Güncelleme Tarihi:
EV YANSAYDI DA ORMAN KALSAYDI
Orman Genel Müdürlüğü’nün paylaştığı bir görüntüde Marmaris Hisarönü’nde Mustafa Yanık adlı bir amcanın sözleri, duyanları ağlattı: “Ev yansaydı da orman yanmasaydı. Ben çocuklarıma, torunlarıma ne bırakacağım şimdi? Hiç... Sağolsun gece gündüz tankerler nöbette. Bekliyoruz biz de. Biz de yangını söndürmeye yardım ettik. Gittik elimizden geldiği kadar, gücümüzün yetiği kadar. Helikopterler çok iyi çalıştı. Arazözler çok iyi çalıştı. Herkes görevini yaptı.”
O DİYALOG:
Yangın yönetim aracı! Acil olarak S-30’un olduğu yere helikopterin su atması gerekiyor. Araç yanacak arkadaş var içinde...

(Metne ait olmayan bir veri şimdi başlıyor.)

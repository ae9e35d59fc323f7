use crate::models::{DispatchReport, ScanOptions, ScanReport};
use crate::services::reminders::ReminderDispatcher;
use crate::services::update_scanner::UpdateScanner;
use crate::utils::logging::*;
use crate::utils::AppResult;
use chrono::{Duration as ChronoDuration, Local, NaiveDateTime, NaiveTime};
use std::sync::Arc;
use tokio::sync::{Mutex, RwLock};
use tokio::task::JoinHandle;
use tokio::time::Duration;

const RETRY_AFTER_ERROR: Duration = Duration::from_secs(3600);

/// Tempo até a próxima ocorrência de `hour:00` (horário local)
///
/// Se o horário de hoje já passou (ou é exatamente agora), agenda para amanhã.
pub fn duration_until_next_run(now: NaiveDateTime, hour: u32) -> Duration {
    let time = NaiveTime::from_hms_opt(hour.min(23), 0, 0).unwrap_or_default();
    let mut next = now.date().and_time(time);
    if next <= now {
        next += ChronoDuration::days(1);
    }
    (next - now).to_std().unwrap_or(Duration::ZERO)
}

/// Scan diário automático seguido do envio de lembretes
#[derive(Clone)]
pub struct AutoScanScheduler {
    scanner: UpdateScanner,
    dispatcher: ReminderDispatcher,
    scan_hour: u32,
    /// Estado de execução
    running: Arc<RwLock<bool>>,
    /// Loop em execução; abortado no `stop`
    task: Arc<Mutex<Option<JoinHandle<()>>>>,
}

impl AutoScanScheduler {
    pub fn new(scanner: UpdateScanner, dispatcher: ReminderDispatcher, scan_hour: u32) -> Self {
        Self {
            scanner,
            dispatcher,
            scan_hour,
            running: Arc::new(RwLock::new(false)),
            task: Arc::new(Mutex::new(None)),
        }
    }

    pub async fn is_running(&self) -> bool {
        *self.running.read().await
    }

    /// Um ciclo completo: scan dos cards ativos e envio dos lembretes
    pub async fn run_once(&self) -> AppResult<(ScanReport, DispatchReport)> {
        let report = self.scanner.scan(ScanOptions::default()).await?;
        let dispatch = self.dispatcher.dispatch(&report.cards).await?;
        Ok((report, dispatch))
    }

    pub async fn start(&self) {
        let mut running = self.running.write().await;
        if *running {
            log_warning("Auto scan scheduler already running");
            return;
        }
        *running = true;
        drop(running);

        let scheduler = self.clone();

        let handle = tokio::spawn(async move {
            log_info(&format!("⏰ Scan automático agendado para {:02}:00", scheduler.scan_hour));

            loop {
                let wait = duration_until_next_run(Local::now().naive_local(), scheduler.scan_hour);
                tracing::debug!("Próximo scan automático em {}s", wait.as_secs());
                tokio::time::sleep(wait).await;

                if !scheduler.is_running().await {
                    break;
                }

                match scheduler.run_once().await {
                    Ok((report, dispatch)) => log_info(&format!(
                        "✅ Scan automático: {} cards precisam de atualização, {} lembretes, {} escalações",
                        report.cards_needing_updates,
                        dispatch.reminders_sent,
                        dispatch.escalations_sent
                    )),
                    Err(e) => {
                        log_error(&format!("❌ Scan automático falhou: {}. Nova tentativa em 1h", e));
                        tokio::time::sleep(RETRY_AFTER_ERROR).await;
                        if !scheduler.is_running().await {
                            break;
                        }
                        if let Err(e) = scheduler.run_once().await {
                            log_error(&format!("❌ Nova tentativa do scan automático falhou: {}", e));
                        }
                    }
                }
            }

            log_info("Auto scan scheduler stopped");
        });

        *self.task.lock().await = Some(handle);
    }

    pub async fn stop(&self) {
        *self.running.write().await = false;

        let handle = self.task.lock().await.take();
        if let Some(handle) = handle {
            handle.abort();
            let _ = handle.await;
        }
        log_info("Auto scan scheduler stopped");
    }
}
use chrono::{DateTime, Utc};
use serde::{Deserialize, Serialize};

#[derive(Debug, Clone, Copy, PartialEq, Eq, Serialize, Deserialize)]
#[serde(rename_all = "lowercase")]
pub enum Priority {
    High,
    Medium,
    Normal,
}

impl Priority {
    pub fn from_hours(hours_since_update: f64) -> Self {
        if hours_since_update > 72.0 {
            Priority::High
        } else if hours_since_update > 24.0 {
            Priority::Medium
        } else {
            Priority::Normal
        }
    }
}

/// Situação de um card no scan de atualizações
#[derive(Debug, Clone, PartialEq, Serialize, Deserialize)]
pub struct CardUpdateStatus {
    pub card_id: String,
    pub card_name: String,
    pub card_url: String,
    pub list_name: String,
    pub assigned_user: String,
    pub whatsapp: Option<String>,
    pub assignment_confidence: u8,
    pub assignment_method: String,
    pub hours_since_activity: f64,
    pub hours_since_assigned_update: f64,
    pub last_assignee_comment: Option<DateTime<Utc>>,
    pub needs_update: bool,
    pub priority: Priority,
    #[serde(default)]
    pub reminder_count: u32,
    #[serde(default)]
    pub escalated: bool,
}

impl CardUpdateStatus {
    pub fn days_without_update(&self) -> i64 {
        (self.hours_since_assigned_update / 24.0).floor() as i64
    }
}

#[derive(Debug, Clone, Copy, Default, Serialize, Deserialize)]
pub struct ScanOptions {
    /// Varre todas as listas (não só "Doing")
    #[serde(default)]
    pub scan_all: bool,
}

#[derive(Debug, Clone, Serialize, Deserialize)]
pub struct ScanReport {
    pub board_name: String,
    pub lists_scanned: Vec<String>,
    pub cards: Vec<CardUpdateStatus>,
    pub cards_needing_updates: usize,
    pub total_cards: usize,
    pub processing_ms: u64,
}

impl ScanReport {
    pub fn needing_updates(&self) -> Vec<CardUpdateStatus> {
        self.cards.iter().filter(|c| c.needs_update).cloned().collect()
    }
}

#[derive(Debug, Clone, PartialEq, Serialize, Deserialize)]
pub struct SkippedCard {
    pub card_id: String,
    pub user: String,
    pub reason: String,
}

#[derive(Debug, Clone, Default, Serialize, Deserialize)]
pub struct DispatchReport {
    pub reminders_sent: usize,
    pub cards_reminded: usize,
    pub escalations_sent: usize,
    pub escalated_cards: usize,
    pub skipped: Vec<SkippedCard>,
    pub errors: Vec<String>,
}

/// Mensagem montada (enviada ou apenas pré-visualizada)
#[derive(Debug, Clone, PartialEq, Serialize, Deserialize)]
pub struct OutgoingMessage {
    pub chat_id: String,
    pub recipient: String,
    pub card_ids: Vec<String>,
    pub text: String,
    pub escalation: bool,
}

#[derive(Debug, Clone, Default, Serialize, Deserialize)]
pub struct ReminderPreview {
    pub individual: Vec<OutgoingMessage>,
    pub escalation: Option<OutgoingMessage>,
    pub skipped: Vec<SkippedCard>,
}

#[cfg(test)]
mod tests {
    use super::*;

    #[test]
    fn test_priority_from_hours() {
        assert_eq!(Priority::from_hours(999.0), Priority::High);
        assert_eq!(Priority::from_hours(72.0), Priority::Medium);
        assert_eq!(Priority::from_hours(24.5), Priority::Medium);
        assert_eq!(Priority::from_hours(24.0), Priority::Normal);
    }
}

Tehlikedeysen aracı terk et. Helikopter gelecek su atacak!
Onlar gelmeden gitmem ben buradan, helikopter gelsin su atsın...
Özgür, Özgür helikopter geliyor, helikopter geliyor!
Sen aracı terk et... Boşalt... Güvenli bölgeye kaç...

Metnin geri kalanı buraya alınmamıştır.